Aires de tirana

Cuando tenía cinco o seis, les cortaba el pelo a las Barbies al estilo carré. Fue en ese momento cuando empezaron a quedar al descubierto mis primeros indicios de tirana: las Barbies elegidas para complacer mis caprichos eran las de mi hermana. Las mías seguían teniendo el pelo largo y lacio. Igual ella casi nunca se enojaba. Es más, no le gustaban las Barbies y yo la obligaba a jugar aunque no tuviese ganas. Cuando estaba enferma y me aburría sola en casa, me llevaba una mesita afuera, sin que la empleada me viera, con sillitas de madera, y sentaba a toda mi colección de osos, más un conejo, que era medio ciego pobre; un día sin querer le saqué un ojo.
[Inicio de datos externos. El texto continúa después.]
//! Centralized constants for default endpoints, markers and UA.

use std::time::Duration;

/// Desktop UA; some `api3.php` actions reject requests without one.
pub(crate) const USER_AGENT: &str = concat!(
    "Mozilla/5.0 (Macintosh; Intel Mac OS X 10_15_8) ",
    "AppleWebKit/537.36 (KHTML, like Gecko) ",
    "Chrome/116.0.0.0 Safari/537.36"
);

/// Site root. Every endpoint path is joined onto this.
pub(crate) const DEFAULT_BASE_URL: &str = "https://zwiftpower.com/";

/// Host of the external identity provider the SSO flow passes through.
pub(crate) const DEFAULT_IDENTITY_HOST: &str = "secure.zwift.com";

/// Events listing; also where a successful login lands.
pub(crate) const EVENTS_PATH: &str = "events.php";

/// Starts the SSO redirect chain towards the identity provider.
pub(crate) const SSO_LOGIN_PATH: &str =
    "ucp.php?mode=login&login=external&oauth_service=oauthzpsso";

/// Text rendered in place of normal content for unauthenticated sessions.
pub(crate) const LOGIN_WALL_MARKER: &str = "Login Required";

/// Lowercased rejection text shown by the identity provider.
pub(crate) const INVALID_CREDENTIALS_MARKER: &str = "invalid username or password.";

pub(crate) const DEFAULT_TIMEOUT: Duration = Duration::from_secs(30);
pub(crate) const DEFAULT_CONNECT_TIMEOUT: Duration = Duration::from_secs(10);

/// Pause between the two session-check requests.
pub(crate) const DEFAULT_VALIDATION_PACING: Duration = Duration::from_secs(1);
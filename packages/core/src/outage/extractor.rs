//! water.gov.ge outage provider
//!
//! Adapts [`WaterGovGeClient`] and [`WaterGovGeParser`] to the
//! [`OutageProvider`] trait. One failed incident page voids the whole
//! fetch, so callers never see a silently partial outage list.

use async_trait::async_trait;

use crate::outage::{
    error::ExtractError,
    parser::{marker_location, WaterGovGeParser},
    provider::OutageProvider,
    types::{MapMarker, OutageRecord},
};
use crate::services::water_gov_ge::WaterGovGeClient;

/// Provider that scrapes active outages from water.gov.ge
pub struct WaterGovGeExtractor {
    client: WaterGovGeClient,
    parser: WaterGovGeParser,
}

impl WaterGovGeExtractor {
    pub fn new(client: WaterGovGeClient) -> Self {
        Self {
            client,
            parser: WaterGovGeParser::new(),
        }
    }

    /// Fetch and decode the listing, keeping only markers flagged as problems.
    async fn fetch_problem_markers(&self) -> Result<Vec<MapMarker>, ExtractError> {
        let map_html = self.client.fetch_map().await?;
        let markers = self.parser.parse_map_markers(&map_html)?;
        let total = markers.len();

        let problems: Vec<MapMarker> = markers.into_iter().filter(|m| m.problem).collect();
        tracing::debug!(total, problems = problems.len(), "parsed map markers");

        Ok(problems)
    }

    async fn fetch_problem(&self, marker: &MapMarker) -> Result<OutageRecord, ExtractError> {
        let id = marker.id.trim();
        let html = self.client.fetch_problem(id).await?;
        let location = marker_location(marker);
        self.parser.parse_incident(location, &html)
    }
}

#[async_trait]
impl OutageProvider for WaterGovGeExtractor {
    async fn fetch_all(&self) -> Result<Vec<OutageRecord>, ExtractError> {
        let markers = self.fetch_problem_markers().await?;

        let mut outages = Vec::with_capacity(markers.len());
        for marker in &markers {
            let outage = self
                .fetch_problem(marker)
                .await
                .map_err(|err| err.for_incident(marker.id.trim()))?;
            outages.push(outage);
        }

        Ok(outages)
    }

    fn provider_name(&self) -> &str {
        "water.gov.ge"
    }
}
use std::time::Duration;

use reqwest::Client;

use crate::outage::ExtractError;

/// Public site the listing and incident pages are served from.
pub const DEFAULT_BASE_URL: &str = "http://water.gov.ge";

/// Per-request timeout for every page fetch.
pub const REQUEST_TIMEOUT: Duration = Duration::from_secs(10);

const MAP_PATH: &str = "/page/map";
const PROBLEM_PATH: &str = "/page/problem";

/// HTTP transport for water.gov.ge pages.
#[derive(Clone)]
pub struct WaterGovGeClient {
    base_url: String,
    http: Client,
}

impl WaterGovGeClient {
    pub fn new(base_url: impl Into<String>) -> Result<Self, ExtractError> {
        let base_url = base_url.into().trim_end_matches('/').to_string();
        let http = Client::builder()
            .timeout(REQUEST_TIMEOUT)
            .build()
            .map_err(|source| ExtractError::Transport {
                url: base_url.clone(),
                source,
            })?;

        Ok(Self { base_url, http })
    }

    /// URL of the listing page with the embedded marker payload.
    pub fn map_url(&self) -> String {
        format!("{}{}", self.base_url, MAP_PATH)
    }

    /// URL of the detail page for incident `id`.
    pub fn problem_url(&self, id: &str) -> String {
        format!("{}{}/{}", self.base_url, PROBLEM_PATH, id)
    }

    pub async fn fetch_map(&self) -> Result<String, ExtractError> {
        self.fetch_raw_html(&self.map_url()).await
    }

    pub async fn fetch_problem(&self, id: &str) -> Result<String, ExtractError> {
        self.fetch_raw_html(&self.problem_url(id)).await
    }

    /// GET `url` and return the body text. Non-2xx and empty bodies are failures.
    async fn fetch_raw_html(&self, url: &str) -> Result<String, ExtractError> {
        tracing::debug!(url, "fetching html");

        let response = self
            .http
            .get(url)
            .send()
            .await
            .map_err(|source| ExtractError::Transport {
                url: url.to_string(),
                source,
            })?;

        if !response.status().is_success() {
            return Err(ExtractError::UnexpectedStatus {
                url: url.to_string(),
                status: response.status().as_u16(),
            });
        }

        let body = response
            .text()
            .await
            .map_err(|source| ExtractError::Transport {
                url: url.to_string(),
                source,
            })?;

        if body.is_empty() {
            return Err(ExtractError::NoResponseBody {
                url: url.to_string(),
            });
        }

        Ok(body)
    }
}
Servía nesquik y un pilón de tostadas y obligaba a cada invitado a que se lo tomara. Las tostadas me las comía todas yo, con muchas ganas. Las veces que venía una amiga a casa no desistía de mis aires de tirana: nadie podía caminar adelante mío por los pasillos porque "yo soy la reina, y en todo caso vos sos princesa, porque yo lo digo" Después me hacían lo mismo en sus casas cuando me tocaba a mí el papel de invitada. Me tenía que tragar la bronca como mala perdedora y no estaba acostumbrada. Para alivio del resto, al poco tiempo la tiranía fue llegando a su fin. Aunque tengo que admitir que quedaron cenizas, por decirlo así. Ahora no estoy viviendo con mi hermana y obligar a alguien, que no sea un oso de peluche o una Barbie, a tomar el té, sería lo más parecido a la esclavitud de un poco más del siglo diez. Pero una mínima parte de tiranía amenazaba con resurgir a escondidas. Esta vez fue con el único súbdito que me podía entender: Felipe, mi perro maltés. Lo senté en una silla y le pinté las uñas de sus cuatro patas cortas de color rosa. Al rato pensé que no le quedaba tan bien con el color de su piel. Entonces le volví a hacer la manicure otra vez, pero con el esmalte de color azul, el mismo que usa mi  tía Lulú.